Scientific classification
- Kingdom: Animalia
- Phylum: Chordata
- Class: Reptilia
- Order: Squamata
- Family: Scincidae
- Genus: Prasinohaema
- Species: P. virens
- Binomial name: Prasinohaema virens (Peters, 1881)

= Prasinohaema virens =

- Genus: Prasinohaema
- Species: virens
- Authority: (Peters, 1881)
- Conservation status: LC

Species of lizard

The green-blooded skink (Prasinohaema virens), sometimes (ambiguously) known as green tree skink, is a scincid lizard species native to Papua New Guinea and the Solomon Islands. This small and arboreal lizard is common, but poorly known.

==Physiology==
The skink has developed setae on its toe pads (or digit pads) for climbing analogous to those of geckos and anoles, but the trait is believed to have evolved independently to these groups, so is an example of convergent evolution. With regards to the trait, other species in the genus, P. flavipes and P. prehensicauda, have the primitive character, and lack the setae. Other skinks within the genus Lipinia have also evolved toe pad setae, and within the skink family, four morphologically distinct adhesive microstructures have evolved, possibly all with independent evolutionary origins. By contrast, anoles and geckos each use a single, common structure, although it appears to have evolved independently in the two groups.

===Blood===
As in other lizards of the genus Prasinohaema, the blood of P. virens is green, rather than the usual red coloration of most vertebrates. The green blood pigmentation results in a strikingly bright lime-green coloration of muscles, bones, tongue, and mucosal tissue, and is the result of the accumulation of the bile pigment biliverdin in levels that would be toxic in all other vertebrates. Biliverdin is formed from the breakdown of hemoglobin, and is normally converted to bilirubin. However, mutations in various genes regulating bilirubin formation is believed to lead to the formation and accumulation of high levels of biliverdin. It is speculated that the high biliverdin concentration protects against malaria.
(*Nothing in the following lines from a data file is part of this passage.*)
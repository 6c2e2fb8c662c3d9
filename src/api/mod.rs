pub mod attendance;
pub mod intern;
pub mod submission;
pub mod task;
pub mod time_log;
use chrono::{DateTime, Utc};
use serde::{Deserialize, Serialize};
use sqlx::types::Json;
use utoipa::ToSchema;

/// Metadata for a file the intern uploaded to object storage.
#[derive(Debug, Clone, PartialEq, Serialize, Deserialize, ToSchema)]
pub struct SubmissionFile {
    #[schema(example = "report.pdf")]
    pub name: String,
    #[schema(example = "3/7/report.pdf")]
    pub path: String,
    #[schema(example = 20480)]
    pub size: u64,
    #[serde(rename = "type")]
    #[schema(example = "application/pdf")]
    pub content_type: String,
}

#[derive(Debug, Clone, sqlx::FromRow)]
pub struct SubmissionRow {
    pub id: u64,
    pub task_id: u64,
    pub intern_id: u64,
    pub submission_note: Option<String>,
    pub submission_links: Option<Json<Vec<String>>>,
    pub submission_files: Option<Json<Vec<SubmissionFile>>>,
    pub created_at: Option<DateTime<Utc>>,
    pub updated_at: Option<DateTime<Utc>>,
}

#[derive(Debug, Clone, Serialize, ToSchema)]
pub struct TaskSubmission {
    pub id: u64,
    pub task_id: u64,
    pub intern_id: u64,
    pub submission_note: Option<String>,
    pub submission_links: Vec<String>,
    pub submission_files: Vec<SubmissionFile>,
    pub created_at: Option<DateTime<Utc>>,
    pub updated_at: Option<DateTime<Utc>>,
}

impl From<SubmissionRow> for TaskSubmission {
    fn from(row: SubmissionRow) -> Self {
        Self {
            id: row.id,
            task_id: row.task_id,
            intern_id: row.intern_id,
            submission_note: row.submission_note,
            submission_links: row.submission_links.map(|j| j.0).unwrap_or_default(),
            submission_files: row.submission_files.map(|j| j.0).unwrap_or_default(),
            created_at: row.created_at,
            updated_at: row.updated_at,
        }
    }
}

/// Trims links and drops blank ones; `None` when nothing is left.
pub fn clean_links(links: &[String]) -> Option<Vec<String>> {
    let cleaned: Vec<String> = links
        .iter()
        .map(|l| l.trim())
        .filter(|l| !l.is_empty())
        .map(str::to_string)
        .collect();

    if cleaned.is_empty() { None } else { Some(cleaned) }
}

#[cfg(test)]
mod tests {
    use super::*;

    #[test]
    fn blank_links_are_dropped() {
        let links = vec![
            " https://github.com/acme/pr/1 ".to_string(),
            "".to_string(),
            "   ".to_string(),
        ];
        assert_eq!(
            clean_links(&links),
            Some(vec!["https://github.com/acme/pr/1".to_string()])
        );
        assert_eq!(clean_links(&["  ".to_string()]), None);
        assert_eq!(clean_links(&[]), None);
    }

    #[test]
    fn file_metadata_uses_type_key() {
        let file: SubmissionFile = serde_json::from_value(serde_json::json!({
            "name": "a.png", "path": "3/7/a.png", "size": 12, "type": "image/png"
        }))
        .unwrap();
        assert_eq!(file.content_type, "image/png");
        assert_eq!(serde_json::to_value(&file).unwrap()["type"], "image/png");
    }

    #[test]
    fn missing_json_columns_become_empty_lists() {
        let row = SubmissionRow {
            id: 1,
            task_id: 7,
            intern_id: 3,
            submission_note: Some("done".into()),
            submission_links: None,
            submission_files: Some(Json(vec![])),
            created_at: None,
            updated_at: None,
        };
        let submission = TaskSubmission::from(row);
        assert!(submission.submission_links.is_empty());
        assert!(submission.submission_files.is_empty());
    }
}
== Distribution and habitat ==
P. virens is native to Papua New Guinea and the Solomon Islands. It is found at altitudes ranging from sea level to 500 m, and inhabits rainforest and plantations of different varieties.

== Import to Australia ==
In Australia, importing this skink is prohibited under State and Territory legislation because the skink's risk as an invasive species has not yet been assessed. However, live specimens may be imported with a permit issued under the Environment Protection and Biodiversity Conservation Act 1999 for noncommercial purposes, such as research, but not as a household pet.